Almost forty years ago, Dr. Ken Cooper, an Air Force researcher, announced his findings about exercise, health, and well-being. The report focused on cardiovascular conditioning and fitness.

These findings were based on studies conducted on thousands of people in and around an Air Force base in Texas. At the time, the information took North America by storm, both among laypersons and medical practitioners, because the results definitively suggested guidelines for cardiovascular health maintenance.

In sum, Dr. Cooper recommended that each person should get three weekly sessions of total body movement (activity), each lasting twenty to thirty minutes. This prescription for CV health was a minimum and became a medical health standard.

Now, in the ever-evolving digital age, and traveling the supertechnological highway of passivity the question is: Is that minimum standard enough?

Unfortunately, my friends, I am sad to report that it isn’t.

Does this mean you should begin your marathon training today?

Fortunately, no.

In years leading up to1986, NASA embarked on a series of longitudinal studies on the effects of inactivity in preparation to understand extended stays in space by cosmonauts. (A few days ago we just witnessed the return of five such spacepersons in the Shuttle Endeavor.) While the full (and horrific) results of the study are too lengthy to include here, please be aware that our sedentary lifestyles (chairs, cars, TV, lack of movement) have led many of us to a very scary place in terms of health and well-being.

Pain and discomfort.

These familiar conditions result from the collapse of human bodily function, which the NASA study predicted. A key factor is the loss of proper alignment of the body in relation to the force of gravity, which works on the body 24 hours a day.
Put simply, the body requires purposeful, functional total body movement (not necessarily cardiovascular) every 24 hours (more frequently for some) or many of the key systems, such as blood flow, immunity, kinesthetic, and muscular balance, begin to decline in function quite dramatically.

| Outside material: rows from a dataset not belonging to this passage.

use trellis_hmm::{compute_likelihood, compute_viterbi_path, Model};

fn make_sym_model() -> Model {
    Model::new(
        vec!["A".into(), "B".into()],
        vec![0, 1],
        vec![0.5, 0.5],
        vec![vec![0.5, 0.5], vec![0.5, 0.5]],
        vec![vec![0.6, 0.4], vec![0.4, 0.6]],
    )
    .unwrap()
}

#[test]
fn zero_probabilities_are_respected() {
    let model = Model::new(
        vec!["A".into(), "B".into()],
        vec![0, 1],
        vec![1.0, 0.0], // only A possible initially
        vec![
            vec![1.0, 0.0], // B unreachable
            vec![0.0, 1.0],
        ],
        vec![
            vec![1.0, 0.0], // A can emit only symbol 0
            vec![0.5, 0.5],
        ],
    )
    .unwrap();
    let obs = [0, 0, 0];
    let decoded = compute_viterbi_path(&model, &obs).unwrap();
    assert_eq!(decoded.best_score, 1.0);
    assert_eq!(decoded.path, vec![0, 0, 0]);
    for t in 0..obs.len() {
        assert_eq!(decoded.table.get(1, t), 0.0);
    }
}

#[test]
fn impossible_sequence_yields_zero_not_error() {
    let model = Model::new(
        vec!["A".into(), "B".into()],
        vec![0, 1],
        vec![1.0, 0.0],
        vec![vec![1.0, 0.0], vec![0.0, 1.0]],
        vec![vec![1.0, 0.0], vec![0.5, 0.5]],
    )
    .unwrap();
    // A never emits 1 and B is unreachable.
    let fwd = compute_likelihood(&model, &[0, 1]).unwrap();
    assert_eq!(fwd.likelihood, 0.0);
    let decoded = compute_viterbi_path(&model, &[0, 1]).unwrap();
    assert_eq!(decoded.best_score, 0.0);
    // All-zero candidates resolve to the first state everywhere.
    assert_eq!(decoded.path, vec![0, 0]);
    assert_eq!(decoded.backpointers.get(0, 1), Some(0));
    assert_eq!(decoded.backpointers.get(1, 1), Some(0));
}

#[test]
fn long_sequences_underflow_to_zero() {
    let model = make_sym_model();
    let obs: Vec<_> = (0..2_000).map(|t| t % 2).collect();
    let fwd = compute_likelihood(&model, &obs).unwrap();
    assert_eq!(fwd.likelihood, 0.0);
    assert!(fwd.table.get(0, 10) > 0.0);
    let decoded = compute_viterbi_path(&model, &obs).unwrap();
    assert_eq!(decoded.path.len(), obs.len());
    assert_eq!(decoded.best_score, 0.0);
}

#[test]
fn ties_are_deterministic() {
    let model = make_sym_model();
    let obs = [0, 1, 0, 1];
    let first = compute_viterbi_path(&model, &obs).unwrap();
    let second = compute_viterbi_path(&model, &obs).unwrap();
    assert_eq!(first, second);
    for (a, b) in first.table.columns().zip(second.table.columns()) {
        for (x, y) in a.iter().zip(b) {
            assert_eq!(x.to_bits(), y.to_bits());
        }
    }
}

#[test]
fn exact_ties_choose_earliest_predecessor() {
    // Identical transition rows: A and B tie as predecessors of every state.
    let model = Model::new(
        vec!["A".into(), "B".into(), "C".into()],
        vec![0],
        vec![0.5, 0.5, 0.0],
        vec![vec![0.5, 0.25, 0.25]; 3],
        vec![vec![1.0]; 3],
    )
    .unwrap();
    let decoded = compute_viterbi_path(&model, &[0, 0]).unwrap();
    for s in 0..3 {
        assert_eq!(decoded.backpointers.get(s, 1), Some(0));
    }
    // t=1: A=0.25, B=C=0.125
    assert_eq!(decoded.best_score, 0.25);
    assert_eq!(decoded.path, vec![0, 0]);

    // A dominant later state wins regardless of position.
    let model = Model::new(
        vec!["A".into(), "B".into(), "C".into()],
        vec![0],
        vec![0.25, 0.5, 0.25],
        vec![vec![0.5, 0.25, 0.25]; 3],
        vec![vec![1.0]; 3],
    )
    .unwrap();
    let decoded = compute_viterbi_path(&model, &[0, 0]).unwrap();
    for s in 0..3 {
        assert_eq!(decoded.backpointers.get(s, 1), Some(1));
    }
    assert_eq!(decoded.path, vec![1, 0]);
}

#[test]
fn short_sequences_with_ties() {
    let model = make_sym_model();
    let decoded = compute_viterbi_path(&model, &[1]).unwrap();
    assert_eq!(decoded.path, vec![1]);
    let decoded = compute_viterbi_path(&model, &[0]).unwrap();
    assert_eq!(decoded.path, vec![0]);
}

In other words, if you don’t use it, you lose it.

So, what are the options?

For health and function of your body in the 21st century, many of you will need to undertake some sort of total body activity for at least one hour per day, possibly two.

I know, a tall order in this super busy day and age.

Here are some hints*:
1) Most important, try to select activities you like.
2) The above time frame does not need to be performed all at the same time. Preferably, increments of 12 to 36 minutes should be undertaken (unless debilitated physical condition).
3) Sample activities: walking, gardening, cycling, tennis, pilates, yoga, swimming (though not load bearing). Ideally, to counteract the NASA findings, movement should be load-bearing.

Whatever you choose, try to make it fun and enjoyable and start slow.
Remember: walking is perhaps the single best activity, if you are able.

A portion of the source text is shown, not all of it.